Paperback Nonfiction:
1. Kid Confidence, by Eileen Kennedy Moore
2. On Tyranny, by Timothy Snyder
3. Braiding Sweetgrass, by Robin Wall Kimmerer
4. All the Beauty in the World, by Patrick Bringley
5. The Art Thief, by Michael Finkel
6. The Jack Smith Report, by Jack Smith
7. A Field Guide to Birds of Wisconsin, by Charles Hagner
8. Of Time and Turtles, by Sy Montgomery
9. Everyone Who Is Gone Is Here, by Jonathan Blitzer
10. Differ We Must, by Steve Inskeep

Of Time and Turtles: Mending the World, Shell by Shattered Shell came out in paperback last fall, but for some reason (I'm guessing it's a book club who hasn't checked in with us), our sales only picked up in the new year.

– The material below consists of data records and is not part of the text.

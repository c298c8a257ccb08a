use anyhow::Result;
use async_trait::async_trait;
use chrono::{DateTime, Utc};
use std::collections::{BTreeMap, HashMap};
use tokio::sync::RwLock;

use super::{FetchWindowRecord, MeasurementStore};
use crate::domain::{BackfillJob, Measurement, TimeWindow};

type WindowKey = (String, DateTime<Utc>, DateTime<Utc>);

#[derive(Default)]
struct State {
    measurements: HashMap<String, BTreeMap<DateTime<Utc>, Measurement>>,
    windows: HashMap<WindowKey, FetchWindowRecord>,
    jobs: HashMap<String, BackfillJob>,
}

/// Process-local store. Used by tests and by builds without the `db` feature.
#[derive(Default)]
pub struct InMemoryStore {
    state: RwLock<State>,
}

impl InMemoryStore {
    pub fn new() -> Self {
        Self::default()
    }

    /// Insert rows without touching fetch records.
    pub async fn seed_measurements(&self, rows: &[Measurement]) {
        let mut state = self.state.write().await;
        for row in rows {
            merge_row(&mut state, row.clone());
        }
    }

    /// Insert a fetch record as-is, e.g. one imported from an older cache
    /// whose direction scan never ran.
    pub async fn seed_window(&self, record: FetchWindowRecord) {
        let window = record.window();
        self.state.write().await.windows.insert(key(&record.station_id, &window), record);
    }
}

fn key(station_id: &str, window: &TimeWindow) -> WindowKey {
    (station_id.to_string(), window.start_utc, window.end_utc)
}

fn merge_row(state: &mut State, mut row: Measurement) {
    let series = state.measurements.entry(row.station_id.clone()).or_default();
    if let Some(previous) = series.get(&row.measured_at_utc) {
        row.latitude = row.latitude.or(previous.latitude);
        row.longitude = row.longitude.or(previous.longitude);
        row.altitude_m = row.altitude_m.or(previous.altitude_m);
        if row.station_name.is_empty() {
            row.station_name = previous.station_name.clone();
        }
    }
    series.insert(row.measured_at_utc, row);
}

#[async_trait]
impl MeasurementStore for InMemoryStore {
    async fn has_cached_window(&self, station_id: &str, window: &TimeWindow) -> Result<bool> {
        Ok(self.state.read().await.windows.contains_key(&key(station_id, window)))
    }

    async fn has_fresh_window(
        &self,
        station_id: &str,
        window: &TimeWindow,
        min_fetched_at: DateTime<Utc>,
    ) -> Result<bool> {
        Ok(self
            .state
            .read()
            .await
            .windows
            .get(&key(station_id, window))
            .map(|r| r.fetched_at_utc >= min_fetched_at)
            .unwrap_or(false))
    }

    async fn is_direction_checked(&self, station_id: &str, window: &TimeWindow) -> Result<bool> {
        Ok(self
            .state
            .read()
            .await
            .windows
            .get(&key(station_id, window))
            .map(|r| r.direction_checked)
            .unwrap_or(false))
    }

    async fn mark_direction_checked(&self, station_id: &str, window: &TimeWindow) -> Result<()> {
        if let Some(record) = self.state.write().await.windows.get_mut(&key(station_id, window)) {
            record.direction_checked = true;
        }
        Ok(())
    }

    async fn upsert_measurements(
        &self,
        station_id: &str,
        rows: &[Measurement],
        window: &TimeWindow,
        fetched_at: DateTime<Utc>,
    ) -> Result<usize> {
        let mut state = self.state.write().await;
        for row in rows {
            let mut row = row.clone();
            row.station_id = station_id.to_string();
            merge_row(&mut state, row);
        }
        state.windows.insert(
            key(station_id, window),
            FetchWindowRecord {
                station_id: station_id.to_string(),
                start_utc: window.start_utc,
                end_utc: window.end_utc,
                fetched_at_utc: fetched_at,
                direction_checked: true,
            },
        );
        Ok(rows.len())
    }

    async fn get_measurements(
        &self,
        station_id: &str,
        start: DateTime<Utc>,
        end: DateTime<Utc>,
    ) -> Result<Vec<Measurement>> {
        if start >= end {
            return Ok(Vec::new());
        }
        let state = self.state.read().await;
        Ok(state
            .measurements
            .get(station_id)
            .map(|series| series.range(start..end).map(|(_, m)| m.clone()).collect())
            .unwrap_or_default())
    }

    async fn get_latest_timestamp(&self, station_id: &str) -> Result<Option<DateTime<Utc>>> {
        Ok(self
            .state
            .read()
            .await
            .measurements
            .get(station_id)
            .and_then(|series| series.keys().next_back().copied()))
    }

    async fn get_latest_measurement(&self, station_id: &str) -> Result<Option<Measurement>> {
        Ok(self
            .state
            .read()
            .await
            .measurements
            .get(station_id)
            .and_then(|series| series.values().next_back().cloned()))
    }

    async fn fetch_windows(&self, station_id: &str) -> Result<Vec<FetchWindowRecord>> {
        let state = self.state.read().await;
        let mut records: Vec<FetchWindowRecord> = state
            .windows
            .values()
            .filter(|r| r.station_id == station_id)
            .cloned()
            .collect();
        records.sort_by_key(|r| r.start_utc);
        Ok(records)
    }

    async fn upsert_job(&self, job: &BackfillJob) -> Result<()> {
        self.state.write().await.jobs.insert(job.job_id.clone(), job.clone());
        Ok(())
    }

    async fn get_job(&self, job_id: &str) -> Result<Option<BackfillJob>> {
        Ok(self.state.read().await.jobs.get(job_id).cloned())
    }
}

#[cfg(test)]
mod tests {
    use super::*;
    use chrono::TimeZone;

    fn t(d: u32, h: u32) -> DateTime<Utc> {
        Utc.with_ymd_and_hms(2024, 1, d, h, 0, 0).unwrap()
    }

    fn january() -> TimeWindow {
        TimeWindow::month_of(t(1, 0))
    }

    #[tokio::test]
    async fn test_upsert_records_window_and_rows() {
        let store = InMemoryStore::new();
        let rows = vec![Measurement::new("89064", t(2, 0)).with_wind(4.0, Some(90.0))];
        store.upsert_measurements("89064", &rows, &january(), t(20, 0)).await.unwrap();

        assert!(store.has_cached_window("89064", &january()).await.unwrap());
        assert!(store.is_direction_checked("89064", &january()).await.unwrap());
        assert!(store.has_fresh_window("89064", &january(), t(19, 0)).await.unwrap());
        assert!(!store.has_fresh_window("89064", &january(), t(21, 0)).await.unwrap());
        assert_eq!(store.get_latest_timestamp("89064").await.unwrap(), Some(t(2, 0)));
    }

    #[tokio::test]
    async fn test_empty_upsert_is_still_cached() {
        let store = InMemoryStore::new();
        store.upsert_measurements("89070", &[], &january(), t(20, 0)).await.unwrap();
        assert!(store.has_cached_window("89070", &january()).await.unwrap());
        assert_eq!(store.fetch_windows("89070").await.unwrap().len(), 1);
    }

    #[tokio::test]
    async fn test_upsert_keeps_previous_coordinates() {
        let store = InMemoryStore::new();
        let mut first = Measurement::new("89064", t(2, 0));
        first.latitude = Some(-62.6);
        store.upsert_measurements("89064", &[first], &january(), t(20, 0)).await.unwrap();

        let refreshed = Measurement::new("89064", t(2, 0)).with_wind(8.0, None);
        store.upsert_measurements("89064", &[refreshed], &january(), t(21, 0)).await.unwrap();

        let rows = store.get_measurements("89064", t(1, 0), t(3, 0)).await.unwrap();
        assert_eq!(rows.len(), 1);
        assert_eq!(rows[0].latitude, Some(-62.6));
        assert_eq!(rows[0].speed_mps, Some(8.0));
    }

    #[tokio::test]
    async fn test_range_is_half_open() {
        let store = InMemoryStore::new();
        store
            .seed_measurements(&[Measurement::new("89064", t(2, 0)), Measurement::new("89064", t(3, 0))])
            .await;
        let rows = store.get_measurements("89064", t(2, 0), t(3, 0)).await.unwrap();
        assert_eq!(rows.len(), 1);
    }
}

Sy Montgomery, author of The Soul of an Octopus, was reviewed widely (all the publishing trades, plus Washington Post, Scientific American, Minneapolis Star Tribune), but didn't get a BookMarks tally. From Steve Dixon in Library Journal: "Fans of Montgomery's previous works will love this, and so will nature enthusiasts and environmentalists."

Books for Kids:
1. Valiant Vel, by Jerrianne Hayslett, illustrations by Aaron Boyd
2. Daphne Draws Data, by Cole Knaflic
3. The Language of Dragons, by SF Williamson
4. Where Sleeping Girls Lie, by Faridah Àbíké-Íyímídé
5. Black Girl Power, edited by Leah Johnson
6. Venom and Vow, by Anna Marie and Elliott McLemore
7. So Let Them Burn, by Kamilah Cole
8. Dog Man V13: Big Jim Begins, by Dav Pilkey
9. Lulu and Rocky in Milwaukee, by Barbara Joosse, illustrations by Renée Graef
10. Growing Friendships, by Eileen Kennedy Moore

The Language of Dragons is a New York Times bestseller. From the publisher: "In an alternate London in 1923, one girl accidentally breaks the tenuous truce between dragons and humans, in this sweeping debut and epic retelling of Bletchley Park steeped in language, class, and forbidden romance. Perfect for teen fans of Fourth Wing and Babel." From Kirkus: "Alt-history fans will devour this high-concept reimagining of the interwar period - with dragons."